About 100 people attended the Nashville town hall meeting at the Veterans Affairs hospital. Many shared their personal experiences. Credit: Emily Siner / WPLN
For more than two hours Monday, veterans passed around a microphone at the Nashville VA hospital and gave director Juan Morales a litany of complaints. They talked about rude physicians, unexpected cancellations and lost paperwork.
Roger Morris, a 29-year-old Army veteran, said he was put in a hospital bed with blood on it — and had the pictures to prove it, he said — and then given the wrong medication.
“Wrong medications can kill somebody. Do understand this, sir?” he told Morales. “Why are we having to go through this? Simply, there’s no excuse for it.”
Many people also spoke about long waits for appointments. Misty Hollars, the daughter of an Army veteran, said her father had to wait six months for a CT scan. When he finally saw a specialist, she said, he was told that other doctors had diagnosed him incorrectly.

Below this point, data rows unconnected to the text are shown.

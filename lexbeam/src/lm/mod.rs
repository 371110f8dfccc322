//! Language model implementations.

pub mod arpa;
pub mod zero;

pub use arpa::{ArpaLm, ArpaState};
pub use zero::{ZeroLm, ZeroLmState};
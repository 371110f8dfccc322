//! Core traits for decoder components.

use crate::decoder::DecodeResult;
use crate::error::Result;
use ndarray::ArrayView2;
use std::fmt::Debug;
use std::hash::Hash;

/// Language model queried by the decoders.
///
/// States are opaque values. The decoders only hand them back to the model
/// and compare them to merge hypotheses that share a context, so `Eq` and
/// `Hash` must agree with the model's notion of "same context".
pub trait LanguageModel {
    /// Context carried by a hypothesis.
    type State: Clone + Eq + Hash + Debug;

    /// Initial state; `zero_context` starts from an empty history instead of
    /// beginning-of-sentence.
    fn start(&self, zero_context: bool) -> Self::State;

    /// Consume one word (or token) and return the new state with its score.
    ///
    /// Unknown words must already be mapped to the unknown index by the caller.
    fn score(&self, state: &Self::State, index: usize) -> (Self::State, f32);

    /// Apply end-of-sentence scoring.
    fn finish(&self, state: &Self::State) -> (Self::State, f32);
}

/// Frame-synchronous beam-search decoder.
///
/// Decoding can run incrementally (`decode_begin`, any number of
/// `decode_step` calls on consecutive chunks, `decode_end`) or in one go with
/// [`Decoder::decode`].
pub trait Decoder {
    /// Reset the search to a single initial hypothesis.
    fn decode_begin(&mut self);

    /// Advance the search over `emissions`, shaped `(frames, tokens)`.
    fn decode_step(&mut self, emissions: ArrayView2<'_, f32>) -> Result<()>;

    /// Finalize every surviving hypothesis with the end-of-sentence score.
    fn decode_end(&mut self);

    /// Hypotheses of the last frame, best first.
    fn get_all_final_hypothesis(&self) -> Vec<DecodeResult>;

    /// Best path ending at least `look_back` frames before the last frame,
    /// extended back to the closest word boundary.
    fn get_best_hypothesis(&self, look_back: usize) -> Option<DecodeResult>;

    /// Number of hypotheses in the last frame.
    fn n_hypothesis(&self) -> usize;

    /// Number of frames kept in the hypothesis buffer.
    fn n_decoded_frames_in_buffer(&self) -> usize;

    /// Drop buffered frames older than the best path's stable prefix.
    fn prune(&mut self, look_back: usize);

    /// Decode a whole utterance.
    fn decode(&mut self, emissions: ArrayView2<'_, f32>) -> Result<Vec<DecodeResult>> {
        self.decode_begin();
        self.decode_step(emissions)?;
        self.decode_end();
        Ok(self.get_all_final_hypothesis())
    }
}
//! Frame-synchronous beam-search decoders.
//!
//! Both decoders consume an emission matrix shaped `(frames, tokens)` and an
//! optional `(tokens, tokens)` transition matrix where `transitions[[i, j]]`
//! scores moving from token `i` to token `j`.

mod beam;
mod candidates;
pub mod lexicon;
pub mod lexicon_free;
pub mod options;
pub mod result;

pub use lexicon::{LexiconDecoder, SpecialIndices};
pub use lexicon_free::LexiconFreeDecoder;
pub use options::{LexiconDecoderOptions, LexiconFreeDecoderOptions};
pub use result::DecodeResult;

use crate::error::{ConfigError, Result};
use ndarray::{Array2, ArrayView1};
use serde::{Deserialize, Serialize};

/// Training criterion of the acoustic model.
#[derive(Clone, Copy, Debug, PartialEq, Eq, Serialize, Deserialize)]
#[serde(rename_all = "lowercase")]
pub enum CriterionType {
    /// Auto segmentation: scores token transitions, no blank.
    Asg,
    /// Connectionist temporal classification: blank token, no transitions.
    Ctc,
}

/// Indices of the `k` best tokens of a frame, best first.
///
/// Ties keep index order. When `k` covers the whole alphabet every token is
/// returned in index order.
pub(crate) fn top_tokens(frame: ArrayView1<'_, f32>, k: usize, out: &mut Vec<usize>) {
    out.clear();
    out.extend(0..frame.len());

    if k < frame.len() {
        out.sort_by(|&a, &b| frame[b].total_cmp(&frame[a]));
        out.truncate(k);
    }
}

/// Acoustic score of emitting `token` after `prev`.
pub(crate) fn acoustic_score(
    frame: ArrayView1<'_, f32>,
    transitions: &Array2<f32>,
    criterion: CriterionType,
    first_frame: bool,
    prev: usize,
    token: usize,
) -> f64 {
    let mut score = frame[token] as f64;
    if criterion == CriterionType::Asg && !first_frame {
        score += transitions[[prev, token]] as f64;
    }
    score
}

pub(crate) fn check_token(name: &'static str, index: usize, tokens: usize) -> Result<()> {
    if index >= tokens {
        return Err(ConfigError::TokenOutOfRange {
            name,
            index,
            tokens,
        }
        .into());
    }
    Ok(())
}

/// ASG needs a full `tokens x tokens` matrix; CTC accepts an empty one.
pub(crate) fn check_transitions(
    transitions: &Array2<f32>,
    tokens: usize,
    criterion: CriterionType,
) -> Result<()> {
    let (rows, cols) = transitions.dim();
    let full = rows == tokens && cols == tokens;
    let empty = rows == 0 && cols == 0;

    if full || (empty && criterion == CriterionType::Ctc) {
        Ok(())
    } else {
        Err(ConfigError::TransitionShape { rows, cols, tokens }.into())
    }
}

/// Blank index, required under CTC.
pub(crate) fn check_blank(
    blank: Option<usize>,
    tokens: usize,
    criterion: CriterionType,
) -> Result<()> {
    match blank {
        Some(index) => check_token("blank", index, tokens),
        None if criterion == CriterionType::Ctc => Err(ConfigError::MissingBlank.into()),
        None => Ok(()),
    }
}
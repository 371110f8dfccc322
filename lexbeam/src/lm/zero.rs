//! Language model that scores everything as 0.

use crate::traits::LanguageModel;
use std::sync::Arc;

/// Word history seen by [`ZeroLm`].
#[derive(Clone, Debug, Default, PartialEq, Eq, Hash)]
pub struct ZeroLmState(Arc<[usize]>);

impl ZeroLmState {
    pub fn history(&self) -> &[usize] {
        &self.0
    }
}

/// Stub model for lexicon-only decoding.
///
/// Scores are always 0, but the state still tracks the full history so that
/// hypotheses with different word sequences are never merged.
#[derive(Clone, Copy, Debug, Default)]
pub struct ZeroLm;

impl LanguageModel for ZeroLm {
    type State = ZeroLmState;

    fn start(&self, _zero_context: bool) -> Self::State {
        ZeroLmState::default()
    }

    fn score(&self, state: &Self::State, index: usize) -> (Self::State, f32) {
        let history: Arc<[usize]> = state.0.iter().copied().chain([index]).collect();
        (ZeroLmState(history), 0.0)
    }

    fn finish(&self, state: &Self::State) -> (Self::State, f32) {
        (state.clone(), 0.0)
    }
}
//! Replabel packing: compact encoding of repeated tokens.
//!
//! A run of a token followed by `r` extra repeats is written as the token
//! followed by the count token `<r>`, e.g. `a b b c c c` packs to
//! `a b <1> c <2>`. Count tokens `<1>` .. `<max_reps>` must already be in the
//! dictionary.

use crate::dictionary::Dictionary;
use crate::error::{DictionaryError, Result};
use std::collections::HashMap;

/// Spelling of the count token for `count` extra repeats.
pub fn replabel_token(count: usize) -> String {
    format!("<{count}>")
}

/// Dictionary indices of `<1>` .. `<max_reps>`; position `i` holds count `i + 1`.
fn replabel_indices(dict: &Dictionary, max_reps: usize) -> Result<Vec<usize>> {
    (1..=max_reps)
        .map(|count| {
            let token = replabel_token(count);
            if !dict.contains(&token) {
                return Err(DictionaryError::UnknownEntry(token).into());
            }
            dict.index(&token)
        })
        .collect()
}

/// Replace runs of repeated tokens by a single token and a count token.
///
/// Runs with more than `max_reps` extra repeats are split into chunks. With
/// `max_reps == 0` the input is returned unchanged.
pub fn pack_replabels(tokens: &[usize], dict: &Dictionary, max_reps: usize) -> Result<Vec<usize>> {
    if tokens.is_empty() || max_reps == 0 {
        return Ok(tokens.to_vec());
    }

    let replabels = replabel_indices(dict, max_reps)?;

    let mut packed = Vec::with_capacity(tokens.len());
    let mut prev = None;
    let mut reps = 0;

    for &token in tokens {
        if prev == Some(token) && reps < max_reps {
            reps += 1;
            continue;
        }
        if reps > 0 {
            packed.push(replabels[reps - 1]);
            reps = 0;
        }
        packed.push(token);
        prev = Some(token);
    }

    if reps > 0 {
        packed.push(replabels[reps - 1]);
    }

    Ok(packed)
}

/// Expand count tokens back into repeated tokens.
///
/// A count token with nothing before it (or right after another count token)
/// is dropped.
pub fn unpack_replabels(
    tokens: &[usize],
    dict: &Dictionary,
    max_reps: usize,
) -> Result<Vec<usize>> {
    if tokens.is_empty() || max_reps == 0 {
        return Ok(tokens.to_vec());
    }

    let counts: HashMap<usize, usize> = replabel_indices(dict, max_reps)?
        .into_iter()
        .enumerate()
        .map(|(i, index)| (index, i + 1))
        .collect();

    let mut unpacked = Vec::with_capacity(tokens.len());
    let mut prev = None;

    for &token in tokens {
        match counts.get(&token) {
            None => {
                unpacked.push(token);
                prev = Some(token);
            }
            Some(&count) => {
                if let Some(repeated) = prev.take() {
                    unpacked.extend(std::iter::repeat_n(repeated, count));
                }
            }
        }
    }

    Ok(unpacked)
}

A veteran stands up to speak to Juan Morales, director of the Tennessee Valley Health System, which oversees Veterans Affairs hospitals in the region. Credit: Emily Siner / WPLN
“They’re back to base one,” Hollars said. “You wait for six to eight months to wait for a specialist who’s supposed to be able to help him. He can die in six to eight months.”
An internal audit by the national Department of Veterans Affairs in June found that veterans waited, on average, more than two months to see a doctor for the first time at the Nashville hospital.
Morales apologized to the audience and said things are changing, but slowly. The Tennessee Valley Health System, which oversees VA facilities in Middle Tennessee and parts of Southern Kentucky, has been approved to hire more than 300 employees, he said.
“I wish I could, next week, tell you guys we got all the staff on board,” he said. “But it takes time to recruit.”
The VA in this region has paid $16 million for veterans to see doctors outside the system, Morales said, and it’s reduced its electronic wait list by more than 3,000 patients — from 4,500 in June to 1,027 in September.